> WHAT THE TASK REQUIRES
Which lines below hold the word "WildcardTerm"? Copy all of them.

(Items from a data source)
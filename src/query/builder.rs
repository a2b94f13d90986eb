//! Assembly of the backend request from a parsed query.

use std::collections::BTreeSet;

use chrono::{DateTime, Utc};
use tracing::debug;

use crate::config::SearchConfig;
use crate::namespace::{NS_FILE, NamespaceRegistry};
use crate::query::assembled::{
    AssembledQuery, BoostFunction, Filter, HighlightSpec, IndexSelector, PhraseRescore,
    SuggestSpec, TextQuery,
};
use crate::query::boost::BoostSpec;
use crate::query::clause::{Clause, Keyword};
use crate::query::escaper::term_count;
use crate::query::parsed::{ParsedQuery, RawQuery, SortMode};
use crate::results::ResultsType;

/// Builds [`AssembledQuery`] values. Holds only read-only references, so one
/// builder can serve any number of requests.
#[derive(Debug, Clone, Copy)]
pub struct QueryBuilder<'a> {
    config: &'a SearchConfig,
    registry: &'a NamespaceRegistry,
}

/// Scoring clauses, filters and exclusions derived from extracted clauses.
#[derive(Debug, Default)]
struct ClauseQueries {
    musts: Vec<TextQuery>,
    filters: Vec<Filter>,
    exclusions: Vec<Filter>,
    phrase_texts: Vec<String>,
}

impl<'a> QueryBuilder<'a> {
    pub fn new(config: &'a SearchConfig, registry: &'a NamespaceRegistry) -> Self {
        QueryBuilder { config, registry }
    }

    fn weighted_fields(&self, namespaces: &BTreeSet<i32>) -> Vec<(&'static str, f64)> {
        let w = &self.config.weights;
        let mut fields = vec![
            ("title", w.title),
            ("redirect.title", w.redirect),
            ("category", w.category),
            ("heading", w.heading),
            ("opening_text", w.opening_text),
            ("text", w.text),
            ("auxiliary_text", w.auxiliary_text),
        ];
        if namespaces.is_empty() || namespaces.contains(&NS_FILE) {
            fields.push(("file_text", w.file_text));
        }
        fields
    }

    /// Every searched field twice: the unstemmed copy at full weight and the
    /// stemmed copy scaled by the stemmed weight.
    pub fn fields(&self, namespaces: &BTreeSet<i32>) -> Vec<String> {
        let stemmed = self.config.weights.stemmed_weight;
        self.weighted_fields(namespaces)
            .into_iter()
            .flat_map(|(name, weight)| {
                [
                    format!("{name}.plain^{weight}"),
                    format!("{name}^{}", weight * stemmed),
                ]
            })
            .collect()
    }

    fn exact_fields(&self, namespaces: &BTreeSet<i32>) -> Vec<String> {
        self.weighted_fields(namespaces)
            .into_iter()
            .map(|(name, weight)| format!("{name}.plain^{weight}"))
            .collect()
    }

    fn stemmed_fields(&self, namespaces: &BTreeSet<i32>) -> Vec<String> {
        self.weighted_fields(namespaces)
            .into_iter()
            .map(|(name, weight)| format!("{name}^{weight}"))
            .collect()
    }

    /// Target indices and, when needed, the namespace filter.
    ///
    /// The filter is left out when every namespace is searched, or when the
    /// requested namespaces are exactly the ones held by the single index
    /// they map to.
    pub fn index_selector(&self, raw: &RawQuery) -> (IndexSelector, Option<Filter>) {
        let base = &self.config.backend.index_base_name;
        if raw.namespaces.is_empty() {
            return (IndexSelector::new([base.clone()]), None);
        }
        let filter = Filter::Namespaces {
            ids: raw.namespaces.iter().copied().collect(),
        };
        let suffixes: BTreeSet<&str> = raw
            .namespaces
            .iter()
            .map(|id| self.registry.index_suffix(*id))
            .collect();
        match suffixes.into_iter().collect::<Vec<_>>().as_slice() {
            [suffix] => {
                let index = IndexSelector::new([format!("{base}_{suffix}")]);
                if self.registry.namespaces_in_index(suffix) == raw.namespaces {
                    (index, None)
                } else {
                    (index, Some(filter))
                }
            }
            _ => (IndexSelector::new([base.clone()]), Some(filter)),
        }
    }

    fn phrase_query(&self, text: &str, slop: Option<u32>, fuzzy: bool, ns: &BTreeSet<i32>) -> TextQuery {
        let escaped = text.replace('\\', "\\\\").replace('"', "\\\"");
        let proximity = slop.map(|s| format!("~{s}")).unwrap_or_default();
        TextQuery::QueryString {
            query: format!("\"{escaped}\"{proximity}"),
            fields: if fuzzy {
                self.stemmed_fields(ns)
            } else {
                self.exact_fields(ns)
            },
            phrase_slop: self.config.phrase.slop,
        }
    }

    fn clause_filter(&self, clause: &Clause, ns: &BTreeSet<i32>) -> Option<Filter> {
        let filter = match clause {
            Clause::Phrase { text, slop, fuzzy } => Filter::Text {
                query: self.phrase_query(text, *slop, *fuzzy, ns),
            },
            Clause::WildcardTerm { term } => Filter::Text {
                query: TextQuery::QueryString {
                    query: term.clone(),
                    fields: self.exact_fields(ns),
                    phrase_slop: self.config.phrase.slop,
                },
            },
            Clause::PrefixFilter { prefix, namespace } => Filter::TitlePrefix {
                prefix: prefix.clone(),
                namespace: *namespace,
            },
            Clause::CategoryFilter { category } => Filter::Category {
                name: category.clone(),
            },
            Clause::KeywordFilter { keyword, value } => match keyword {
                Keyword::HasTemplate => Filter::Template { name: value.clone() },
                Keyword::LinksTo => Filter::LinksTo { title: value.clone() },
                Keyword::InTitle => Filter::Title { text: value.clone() },
                Keyword::InSource => Filter::Source { text: value.clone() },
                Keyword::InCategory => Filter::Category { name: value.clone() },
                Keyword::BoostTemplates => return None,
            },
            Clause::RegexSourceFilter {
                pattern,
                case_sensitive,
            } => Filter::Regex {
                pattern: pattern.clone(),
                case_sensitive: *case_sensitive,
                max_determinized_states: self.config.regex.max_determinized_states,
                language: self.config.language.corpus_language.clone(),
            },
            Clause::NotFilter(_)
            | Clause::TemplateBoostDirective { .. }
            | Clause::RecencyDirective { .. }
            | Clause::LocalityDirective => return None,
        };
        Some(filter)
    }

    fn clause_queries(&self, parsed: &ParsedQuery, ns: &BTreeSet<i32>) -> ClauseQueries {
        let mut out = ClauseQueries::default();
        for clause in &parsed.clauses {
            match clause {
                Clause::NotFilter(inner) => out.exclusions.extend(self.clause_filter(inner, ns)),
                Clause::Phrase { text, .. } => {
                    out.phrase_texts.push(text.clone());
                    if let Some(Filter::Text { query }) = self.clause_filter(clause, ns) {
                        out.musts.push(query);
                    }
                }
                Clause::WildcardTerm { .. } => {
                    if let Some(Filter::Text { query }) = self.clause_filter(clause, ns) {
                        out.musts.push(query);
                    }
                }
                other => out.filters.extend(self.clause_filter(other, ns)),
            }
        }
        out
    }

    fn rescore(&self, parsed: &ParsedQuery, raw: &RawQuery) -> Option<PhraseRescore> {
        let phrase = &self.config.phrase;
        let eligible = raw.sort == SortMode::Relevance
            && phrase.rescore_boost > 1.0
            && !parsed.fuzzy
            && !parsed.skip_suggest
            && !parsed.special_syntax
            && !parsed.has_phrase_or_wildcard()
            && term_count(&parsed.text) > 1;
        if !eligible {
            return None;
        }
        Some(PhraseRescore {
            window_size: phrase.rescore_window_size,
            query: TextQuery::QueryString {
                query: format!("\"{}\"", parsed.residual),
                fields: self.fields(&raw.namespaces),
                phrase_slop: phrase.rescore_slop,
            },
            boost: phrase.rescore_boost,
        })
    }

    fn boost_functions(&self, boosts: &BoostSpec, now: DateTime<Utc>) -> Vec<BoostFunction> {
        let mut functions = Vec::new();
        if self.config.boosts.incoming_links {
            functions.push(BoostFunction::IncomingLinks);
        }
        if let Some(recency) = boosts.recency {
            functions.push(BoostFunction::Recency {
                recency,
                now_ms: now.timestamp_millis(),
            });
        }
        functions.extend(boosts.templates.iter().map(|(name, weight)| BoostFunction::Template {
            name: name.clone(),
            weight: *weight,
        }));
        functions.extend(
            boosts
                .namespace_groups()
                .into_iter()
                .map(|(weight, ids)| BoostFunction::Namespaces { ids, weight }),
        );
        functions.extend(boosts.languages.iter().map(|(language, weight)| {
            BoostFunction::Language {
                language: language.clone(),
                weight: *weight,
            }
        }));
        functions
    }

    fn suggest(&self, parsed: &ParsedQuery, raw: &RawQuery) -> Option<SuggestSpec> {
        let suggest = &self.config.suggest;
        let eligible = suggest.enabled
            && raw.offset == 0
            && raw.results_type == ResultsType::FullText
            && !parsed.skip_suggest
            && parsed.has_text();
        eligible.then(|| SuggestSpec {
            text: parsed.text.clone(),
            confidence: suggest.confidence,
            max_errors: suggest.max_errors,
            use_text: suggest.use_text,
        })
    }

    /// Everything shared by the rich and the degraded query.
    fn skeleton(&self, parsed: &ParsedQuery, raw: &RawQuery, clauses: &ClauseQueries) -> AssembledQuery {
        let (index, namespace_filter) = self.index_selector(raw);
        let mut filters: Vec<Filter> = namespace_filter.into_iter().collect();
        filters.extend(clauses.filters.iter().cloned());

        let max = self.config.max_offset;
        let from = raw.offset.min(max);
        let size = (raw.limit > 0).then(|| raw.limit.min(max - from));
        let op_class = parsed.op_class();

        AssembledQuery {
            main: None,
            musts: Vec::new(),
            filters,
            exclusions: clauses.exclusions.clone(),
            rescore: None,
            boosts: Vec::new(),
            suggest: None,
            highlight: (raw.results_type == ResultsType::FullText).then(|| HighlightSpec {
                source_regex: parsed.uses_regex(),
            }),
            source: raw.results_type.source_fields(),
            sort: raw.sort,
            from,
            size,
            index,
            op_class,
            shard_timeout: self.config.timeouts.shard(op_class).to_string(),
            client_timeout: self.config.timeouts.client(op_class),
            dfs: self.config.more_accurate_scoring,
            degraded: false,
        }
    }

    /// Build the full query: weighted match, phrase rescore, boosts and
    /// suggestion.
    pub fn build(
        &self,
        parsed: &ParsedQuery,
        raw: &RawQuery,
        boosts: &BoostSpec,
        now: DateTime<Utc>,
    ) -> AssembledQuery {
        let clauses = self.clause_queries(parsed, &raw.namespaces);
        let mut query = self.skeleton(parsed, raw, &clauses);

        query.main = parsed.has_text().then(|| TextQuery::QueryString {
            query: parsed.residual.clone(),
            fields: self.fields(&raw.namespaces),
            phrase_slop: self.config.phrase.slop,
        });
        query.musts = clauses.musts;
        query.rescore = self.rescore(parsed, raw);
        if raw.sort == SortMode::Relevance {
            query.boosts = self.boost_functions(boosts, now);
        }
        query.suggest = self.suggest(parsed, raw);

        debug!(
            index = %query.index.path(),
            op_class = query.op_class.as_str(),
            rescore = query.rescore.is_some(),
            boosts = query.boosts.len(),
            "Assembled query"
        );
        query
    }

    /// Build the fallback used after the backend failed to parse the full
    /// query: the free text and phrase words as a plain AND of terms, the
    /// same filters, nothing else. `None` when there are no words to search.
    pub fn build_degraded(&self, parsed: &ParsedQuery, raw: &RawQuery) -> Option<AssembledQuery> {
        let clauses = self.clause_queries(parsed, &raw.namespaces);
        let terms = std::iter::once(parsed.text.as_str())
            .chain(clauses.phrase_texts.iter().map(String::as_str))
            .flat_map(str::split_whitespace)
            .collect::<Vec<_>>()
            .join(" ");
        if terms.is_empty() {
            return None;
        }

        let mut query = self.skeleton(parsed, raw, &clauses);
        query
            .exclusions
            .retain(|filter| !matches!(filter, Filter::Text { .. }));
        query.main = Some(TextQuery::Simple {
            query: terms,
            fields: self.fields(&raw.namespaces),
        });
        query.degraded = true;
        Some(query)
    }
}
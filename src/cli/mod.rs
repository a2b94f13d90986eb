//! Command Line Interface for Searchline.

pub mod args;
pub mod commands;
pub mod output;

// Re-export commonly used types
pub use args::*;
pub use commands::*;
pub use output::*;
//! Timing and outcome counters for search execution.

use std::sync::atomic::{AtomicU64, Ordering};
use std::time::{Duration, Instant};

use serde::Serialize;

/// Timing captured for one execution attempt.
#[derive(Debug, Clone, Copy, Default, PartialEq, Serialize)]
pub struct ExecutionTiming {
    /// Time spent waiting for an admission slot.
    pub admission_wait: Duration,

    /// Wall-clock duration of the backend call. `None` when no call was made.
    pub request: Option<Duration>,

    /// Duration reported by the backend itself.
    pub backend_took: Option<Duration>,
}

/// How an admitted request ended.
#[derive(Debug, Clone, Copy, PartialEq, Eq)]
pub enum RequestOutcome {
    Success,
    Partial,
    Failure,
    Timeout,
}

/// A point-in-time view of the counters.
#[derive(Debug, Clone, Serialize)]
pub struct ExecutionMetrics {
    /// Requests that asked for a slot.
    pub total_requests: u64,

    /// Requests turned away without contacting the backend.
    pub rejected_requests: u64,

    pub successful_requests: u64,

    /// Successes that came back with partial results.
    pub partial_results: u64,

    pub failed_requests: u64,

    /// Requests abandoned at the client-side deadline.
    pub timeout_count: u64,

    /// Total backend call time across admitted requests.
    pub total_request_time: Duration,
    pub avg_request_time: Duration,
    pub max_request_time: Duration,
    pub min_request_time: Duration,

    /// Total admission wait across all requests.
    pub total_admission_wait: Duration,

    pub total_hits_returned: u64,
}

/// Process-wide atomic counters.
#[derive(Debug)]
pub struct MetricsCollector {
    total_requests: AtomicU64,
    rejected_requests: AtomicU64,
    successful_requests: AtomicU64,
    partial_results: AtomicU64,
    failed_requests: AtomicU64,
    timeout_count: AtomicU64,
    total_request_nanos: AtomicU64,
    max_request_nanos: AtomicU64,
    min_request_nanos: AtomicU64,
    total_admission_nanos: AtomicU64,
    total_hits_returned: AtomicU64,
    start_time: Instant,
}

impl MetricsCollector {
    pub fn new() -> Self {
        Self {
            total_requests: AtomicU64::new(0),
            rejected_requests: AtomicU64::new(0),
            successful_requests: AtomicU64::new(0),
            partial_results: AtomicU64::new(0),
            failed_requests: AtomicU64::new(0),
            timeout_count: AtomicU64::new(0),
            total_request_nanos: AtomicU64::new(0),
            max_request_nanos: AtomicU64::new(0),
            min_request_nanos: AtomicU64::new(u64::MAX),
            total_admission_nanos: AtomicU64::new(0),
            total_hits_returned: AtomicU64::new(0),
            start_time: Instant::now(),
        }
    }

    /// Record a request that never got a slot.
    pub fn record_rejection(&self, admission_wait: Duration) {
        self.total_requests.fetch_add(1, Ordering::Relaxed);
        self.rejected_requests.fetch_add(1, Ordering::Relaxed);
        self.total_admission_nanos
            .fetch_add(admission_wait.as_nanos() as u64, Ordering::Relaxed);
    }

    /// Record an admitted request.
    pub fn record_request(&self, timing: &ExecutionTiming, outcome: RequestOutcome, hits: u64) {
        self.total_requests.fetch_add(1, Ordering::Relaxed);
        self.total_admission_nanos
            .fetch_add(timing.admission_wait.as_nanos() as u64, Ordering::Relaxed);

        match outcome {
            RequestOutcome::Success => {
                self.successful_requests.fetch_add(1, Ordering::Relaxed);
            }
            RequestOutcome::Partial => {
                self.successful_requests.fetch_add(1, Ordering::Relaxed);
                self.partial_results.fetch_add(1, Ordering::Relaxed);
            }
            RequestOutcome::Failure => {
                self.failed_requests.fetch_add(1, Ordering::Relaxed);
            }
            RequestOutcome::Timeout => {
                self.failed_requests.fetch_add(1, Ordering::Relaxed);
                self.timeout_count.fetch_add(1, Ordering::Relaxed);
            }
        }
        self.total_hits_returned.fetch_add(hits, Ordering::Relaxed);

        let Some(request) = timing.request else {
            return;
        };
        let nanos = request.as_nanos() as u64;
        self.total_request_nanos.fetch_add(nanos, Ordering::Relaxed);

        // Update max request time
        loop {
            let current_max = self.max_request_nanos.load(Ordering::Relaxed);
            if nanos <= current_max {
                break;
            }
            if self
                .max_request_nanos
                .compare_exchange_weak(current_max, nanos, Ordering::Relaxed, Ordering::Relaxed)
                .is_ok()
            {
                break;
            }
        }

        // Update min request time
        loop {
            let current_min = self.min_request_nanos.load(Ordering::Relaxed);
            if nanos >= current_min {
                break;
            }
            if self
                .min_request_nanos
                .compare_exchange_weak(current_min, nanos, Ordering::Relaxed, Ordering::Relaxed)
                .is_ok()
            {
                break;
            }
        }
    }

    /// Get the current metrics snapshot.
    pub fn snapshot(&self) -> ExecutionMetrics {
        let admitted = self.successful_requests.load(Ordering::Relaxed)
            + self.failed_requests.load(Ordering::Relaxed);
        let total_nanos = self.total_request_nanos.load(Ordering::Relaxed);
        let avg_nanos = if admitted > 0 { total_nanos / admitted } else { 0 };

        let min_nanos = self.min_request_nanos.load(Ordering::Relaxed);
        let min_duration = if min_nanos == u64::MAX {
            Duration::ZERO
        } else {
            Duration::from_nanos(min_nanos)
        };

        ExecutionMetrics {
            total_requests: self.total_requests.load(Ordering::Relaxed),
            rejected_requests: self.rejected_requests.load(Ordering::Relaxed),
            successful_requests: self.successful_requests.load(Ordering::Relaxed),
            partial_results: self.partial_results.load(Ordering::Relaxed),
            failed_requests: self.failed_requests.load(Ordering::Relaxed),
            timeout_count: self.timeout_count.load(Ordering::Relaxed),
            total_request_time: Duration::from_nanos(total_nanos),
            avg_request_time: Duration::from_nanos(avg_nanos),
            max_request_time: Duration::from_nanos(self.max_request_nanos.load(Ordering::Relaxed)),
            min_request_time: min_duration,
            total_admission_wait: Duration::from_nanos(
                self.total_admission_nanos.load(Ordering::Relaxed),
            ),
            total_hits_returned: self.total_hits_returned.load(Ordering::Relaxed),
        }
    }

    /// Reset all counters.
    pub fn reset(&self) {
        for counter in [
            &self.total_requests,
            &self.rejected_requests,
            &self.successful_requests,
            &self.partial_results,
            &self.failed_requests,
            &self.timeout_count,
            &self.total_request_nanos,
            &self.max_request_nanos,
            &self.total_admission_nanos,
            &self.total_hits_returned,
        ] {
            counter.store(0, Ordering::Relaxed);
        }
        self.min_request_nanos.store(u64::MAX, Ordering::Relaxed);
    }

    pub fn uptime(&self) -> Duration {
        self.start_time.elapsed()
    }
}

impl Default for MetricsCollector {
    fn default() -> Self {
        Self::new()
    }
}

/// Helper for timing operations.
pub struct Timer {
    start: Instant,
}

impl Timer {
    pub fn start() -> Self {
        Self {
            start: Instant::now(),
        }
    }

    pub fn elapsed(&self) -> Duration {
        self.start.elapsed()
    }
}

> RESPONSE AREA
            Clause::WildcardTerm { term } => Filter::Text {
                Clause::WildcardTerm { .. } => {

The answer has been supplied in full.